* [INSTRUCTIONS FOR THE TASK]: In the records that follow, locate every line with "errors" and extract it.
[RECORDS TO PROCESS — start]
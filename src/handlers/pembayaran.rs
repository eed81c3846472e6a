use crate::auth::{AuthRouterExt, AuthUser, Role};
use crate::errors::ServiceError;
use crate::handlers::common::{created, ok, paginated, read_upload};
use crate::handlers::AppState;
use crate::services::payments::{
    CreatePaymentRequest, PaymentListQuery, PaymentSummary, PaymentView, VerifyPaymentRequest,
};
use crate::{ApiResponse, PaginatedResponse};
use axum::{
    extract::{Json, Multipart, Path, Query, State},
    http::StatusCode,
    routing::{get, post, put},
    Router,
};
use uuid::Uuid;

/// Record the next payment tier for a validated booking (customer)
#[utoipa::path(
    post,
    path = "/api/pembayaran",
    request_body = CreatePaymentRequest,
    responses(
        (status = 201, description = "Payment recorded as pending", body = ApiResponse<PaymentView>),
        (status = 400, description = "Tier not allowed, wrong amount or booking not validated", body = crate::errors::ErrorResponse),
        (status = 404, description = "Booking not found", body = crate::errors::ErrorResponse),
    ),
    security(("bearer_auth" = [])),
    tag = "Pembayaran"
)]
pub async fn create_payment(
    State(state): State<AppState>,
    user: AuthUser,
    Json(request): Json<CreatePaymentRequest>,
) -> Result<(StatusCode, Json<ApiResponse<PaymentView>>), ServiceError> {
    let payment = state.services.payments.create(user.id, request).await?;
    Ok(created(payment))
}

#[utoipa::path(
    get,
    path = "/api/pembayaran",
    params(PaymentListQuery),
    responses((status = 200, description = "Payments", body = ApiResponse<PaginatedResponse<PaymentView>>)),
    security(("bearer_auth" = [])),
    tag = "Pembayaran"
)]
pub async fn list_payments(
    State(state): State<AppState>,
    user: AuthUser,
    Query(query): Query<PaymentListQuery>,
) -> Result<(StatusCode, Json<ApiResponse<PaginatedResponse<PaymentView>>>), ServiceError> {
    let (page, limit) = (query.page, query.limit);
    let scope = (!user.is_admin()).then_some(user.id);
    let result = state.services.payments.list(query, scope).await?;
    Ok(paginated(result, page, limit))
}

#[utoipa::path(
    get,
    path = "/api/pembayaran/{id}",
    params(("id" = Uuid, Path, description = "Payment id")),
    responses(
        (status = 200, description = "Payment", body = ApiResponse<PaymentView>),
        (status = 404, description = "Not found", body = crate::errors::ErrorResponse),
    ),
    security(("bearer_auth" = [])),
    tag = "Pembayaran"
)]
pub async fn get_payment(
    State(state): State<AppState>,
    user: AuthUser,
    Path(id): Path<Uuid>,
) -> Result<(StatusCode, Json<ApiResponse<PaymentView>>), ServiceError> {
    let payment = state.services.payments.get(&user, id).await?;
    Ok(ok(payment))
}

/// Attach transfer proof to a pending payment (multipart field `file`)
#[utoipa::path(
    post,
    path = "/api/pembayaran/{id}/bukti",
    params(("id" = Uuid, Path, description = "Payment id")),
    responses(
        (status = 200, description = "Proof stored", body = ApiResponse<PaymentView>),
        (status = 400, description = "Invalid file or payment already verified", body = crate::errors::ErrorResponse),
        (status = 404, description = "Not found", body = crate::errors::ErrorResponse),
    ),
    security(("bearer_auth" = [])),
    tag = "Pembayaran"
)]
pub async fn upload_proof(
    State(state): State<AppState>,
    user: AuthUser,
    Path(id): Path<Uuid>,
    multipart: Multipart,
) -> Result<(StatusCode, Json<ApiResponse<PaymentView>>), ServiceError> {
    let form = read_upload(multipart).await?;
    let payment = state
        .services
        .payments
        .upload_proof(user.id, id, &form.filename, &form.bytes)
        .await?;
    Ok(ok(payment))
}

/// Settle a pending payment as lunas, cicilan or gagal (admin)
#[utoipa::path(
    put,
    path = "/api/pembayaran/{id}/verify",
    params(("id" = Uuid, Path, description = "Payment id")),
    request_body = VerifyPaymentRequest,
    responses(
        (status = 200, description = "Payment verified", body = ApiResponse<PaymentView>),
        (status = 400, description = "Payment is not pending", body = crate::errors::ErrorResponse),
    ),
    security(("bearer_auth" = [])),
    tag = "Pembayaran"
)]
pub async fn verify_payment(
    State(state): State<AppState>,
    user: AuthUser,
    Path(id): Path<Uuid>,
    Json(request): Json<VerifyPaymentRequest>,
) -> Result<(StatusCode, Json<ApiResponse<PaymentView>>), ServiceError> {
    let admin_id = user.require_admin()?;
    let payment = state
        .services
        .payments
        .verify(admin_id, id, request)
        .await?;
    Ok(ok(payment))
}

/// Balance of a booking and the tiers it may still be paid with
#[utoipa::path(
    get,
    path = "/api/pembayaran/booking/{booking_id}/summary",
    params(("booking_id" = Uuid, Path, description = "Booking id")),
    responses(
        (status = 200, description = "Payment summary", body = ApiResponse<PaymentSummary>),
        (status = 404, description = "Booking not found", body = crate::errors::ErrorResponse),
    ),
    security(("bearer_auth" = [])),
    tag = "Pembayaran"
)]
pub async fn payment_summary(
    State(state): State<AppState>,
    user: AuthUser,
    Path(booking_id): Path<Uuid>,
) -> Result<(StatusCode, Json<ApiResponse<PaymentSummary>>), ServiceError> {
    let summary = state.services.payments.summary(&user, booking_id).await?;
    Ok(ok(summary))
}

pub fn routes() -> Router<AppState> {
    let authenticated = Router::new()
        .route("/", get(list_payments))
        .route("/:id", get(get_payment))
        .route("/booking/:booking_id/summary", get(payment_summary))
        .with_auth();

    let customer = Router::new()
        .route("/", post(create_payment))
        .route("/:id/bukti", post(upload_proof))
        .with_role(Role::Customer);

    let admin = Router::new()
        .route("/:id/verify", put(verify_payment))
        .with_role(Role::Admin);

    authenticated.merge(customer).merge(admin)
}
[RECORDS TO PROCESS — finish]
* [SOLUTION TO THIS PROBLEM]:
use crate::errors::ServiceError;
        (status = 400, description = "Tier not allowed, wrong amount or booking not validated", body = crate::errors::ErrorResponse),
        (status = 404, description = "Booking not found", body = crate::errors::ErrorResponse),
        (status = 404, description = "Not found", body = crate::errors::ErrorResponse),
        (status = 400, description = "Invalid file or payment already verified", body = crate::errors::ErrorResponse),
        (status = 404, description = "Not found", body = crate::errors::ErrorResponse),
        (status = 400, description = "Payment is not pending", body = crate::errors::ErrorResponse),
        (status = 404, description = "Booking not found", body = crate::errors::ErrorResponse),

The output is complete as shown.